■ How to complete this task:
Wherever a line in the data holds the word "InvalidHeader", pull that line out.

◆ ◆ ◆ ◆

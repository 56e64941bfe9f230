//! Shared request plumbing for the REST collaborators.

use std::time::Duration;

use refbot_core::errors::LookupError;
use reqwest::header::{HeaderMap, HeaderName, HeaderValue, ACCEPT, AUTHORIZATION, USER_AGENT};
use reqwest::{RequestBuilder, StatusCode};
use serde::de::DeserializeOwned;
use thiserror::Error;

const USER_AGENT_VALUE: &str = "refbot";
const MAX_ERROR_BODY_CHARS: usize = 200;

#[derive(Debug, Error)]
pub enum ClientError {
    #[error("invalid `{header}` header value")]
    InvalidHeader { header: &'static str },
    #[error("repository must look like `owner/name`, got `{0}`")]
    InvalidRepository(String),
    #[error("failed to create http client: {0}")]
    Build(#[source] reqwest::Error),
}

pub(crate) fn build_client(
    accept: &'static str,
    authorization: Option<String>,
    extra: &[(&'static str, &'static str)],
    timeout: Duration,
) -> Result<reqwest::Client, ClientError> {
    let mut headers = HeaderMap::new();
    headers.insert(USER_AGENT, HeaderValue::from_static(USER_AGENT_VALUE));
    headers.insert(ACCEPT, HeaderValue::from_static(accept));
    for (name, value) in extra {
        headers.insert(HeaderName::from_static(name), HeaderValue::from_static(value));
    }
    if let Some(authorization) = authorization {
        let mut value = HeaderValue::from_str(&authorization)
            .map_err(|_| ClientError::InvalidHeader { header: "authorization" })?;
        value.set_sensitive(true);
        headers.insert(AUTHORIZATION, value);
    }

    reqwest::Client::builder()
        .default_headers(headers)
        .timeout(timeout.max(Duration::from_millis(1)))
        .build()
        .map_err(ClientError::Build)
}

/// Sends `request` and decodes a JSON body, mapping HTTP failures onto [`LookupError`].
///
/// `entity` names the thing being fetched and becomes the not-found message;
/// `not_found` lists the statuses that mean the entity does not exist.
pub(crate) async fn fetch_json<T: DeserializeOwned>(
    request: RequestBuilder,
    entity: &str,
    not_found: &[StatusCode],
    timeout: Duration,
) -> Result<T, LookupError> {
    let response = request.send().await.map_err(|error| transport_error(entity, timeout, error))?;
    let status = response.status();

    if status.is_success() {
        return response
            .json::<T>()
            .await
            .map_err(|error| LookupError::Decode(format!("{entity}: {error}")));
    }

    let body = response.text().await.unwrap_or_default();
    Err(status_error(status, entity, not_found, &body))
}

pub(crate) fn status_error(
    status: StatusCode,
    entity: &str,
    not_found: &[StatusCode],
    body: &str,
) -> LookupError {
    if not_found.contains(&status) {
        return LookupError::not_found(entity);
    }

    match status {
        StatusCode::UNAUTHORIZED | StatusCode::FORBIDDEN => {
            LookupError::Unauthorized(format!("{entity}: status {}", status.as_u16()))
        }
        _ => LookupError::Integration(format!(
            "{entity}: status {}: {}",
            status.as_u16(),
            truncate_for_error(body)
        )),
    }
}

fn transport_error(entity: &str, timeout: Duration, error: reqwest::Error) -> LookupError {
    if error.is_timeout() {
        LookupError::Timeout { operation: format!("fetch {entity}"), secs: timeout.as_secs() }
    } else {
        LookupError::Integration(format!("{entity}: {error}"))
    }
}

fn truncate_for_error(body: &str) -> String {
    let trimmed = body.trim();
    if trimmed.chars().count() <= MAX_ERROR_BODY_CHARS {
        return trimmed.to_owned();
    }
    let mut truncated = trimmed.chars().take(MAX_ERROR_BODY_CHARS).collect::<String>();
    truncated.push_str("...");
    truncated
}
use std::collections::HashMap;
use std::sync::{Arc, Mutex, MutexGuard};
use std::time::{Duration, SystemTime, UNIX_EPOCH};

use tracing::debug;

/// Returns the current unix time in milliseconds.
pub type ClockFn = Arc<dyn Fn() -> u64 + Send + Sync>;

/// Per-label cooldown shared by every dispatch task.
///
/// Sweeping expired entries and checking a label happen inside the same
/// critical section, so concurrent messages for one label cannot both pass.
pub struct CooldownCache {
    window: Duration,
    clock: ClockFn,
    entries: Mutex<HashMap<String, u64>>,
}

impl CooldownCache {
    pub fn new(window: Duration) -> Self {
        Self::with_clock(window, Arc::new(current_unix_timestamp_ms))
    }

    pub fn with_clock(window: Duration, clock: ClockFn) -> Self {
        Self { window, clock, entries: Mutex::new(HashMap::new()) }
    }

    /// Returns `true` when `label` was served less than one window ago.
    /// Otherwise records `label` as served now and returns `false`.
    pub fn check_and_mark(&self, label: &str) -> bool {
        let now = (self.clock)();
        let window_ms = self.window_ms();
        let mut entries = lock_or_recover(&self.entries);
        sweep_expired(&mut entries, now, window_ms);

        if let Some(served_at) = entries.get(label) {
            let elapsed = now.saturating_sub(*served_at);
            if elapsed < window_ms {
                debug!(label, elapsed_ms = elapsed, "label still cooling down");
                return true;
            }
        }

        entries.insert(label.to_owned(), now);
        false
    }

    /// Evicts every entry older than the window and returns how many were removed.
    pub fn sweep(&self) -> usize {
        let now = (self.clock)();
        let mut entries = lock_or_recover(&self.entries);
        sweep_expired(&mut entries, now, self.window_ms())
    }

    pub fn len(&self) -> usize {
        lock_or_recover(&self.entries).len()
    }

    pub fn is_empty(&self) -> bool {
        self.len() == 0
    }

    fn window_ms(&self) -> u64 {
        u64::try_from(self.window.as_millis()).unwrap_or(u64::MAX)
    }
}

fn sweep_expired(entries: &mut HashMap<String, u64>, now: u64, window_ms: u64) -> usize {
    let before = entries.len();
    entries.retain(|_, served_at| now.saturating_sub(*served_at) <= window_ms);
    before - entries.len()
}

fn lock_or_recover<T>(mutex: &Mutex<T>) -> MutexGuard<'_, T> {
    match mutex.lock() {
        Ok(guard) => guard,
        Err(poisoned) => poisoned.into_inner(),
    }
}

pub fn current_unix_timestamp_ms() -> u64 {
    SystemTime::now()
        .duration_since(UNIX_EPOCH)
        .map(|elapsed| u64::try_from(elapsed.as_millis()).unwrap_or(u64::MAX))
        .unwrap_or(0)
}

◆ ◆ ◆ ◆

■ Solved problem:
    InvalidHeader { header: &'static str },
            .map_err(|_| ClientError::InvalidHeader { header: "authorization" })?;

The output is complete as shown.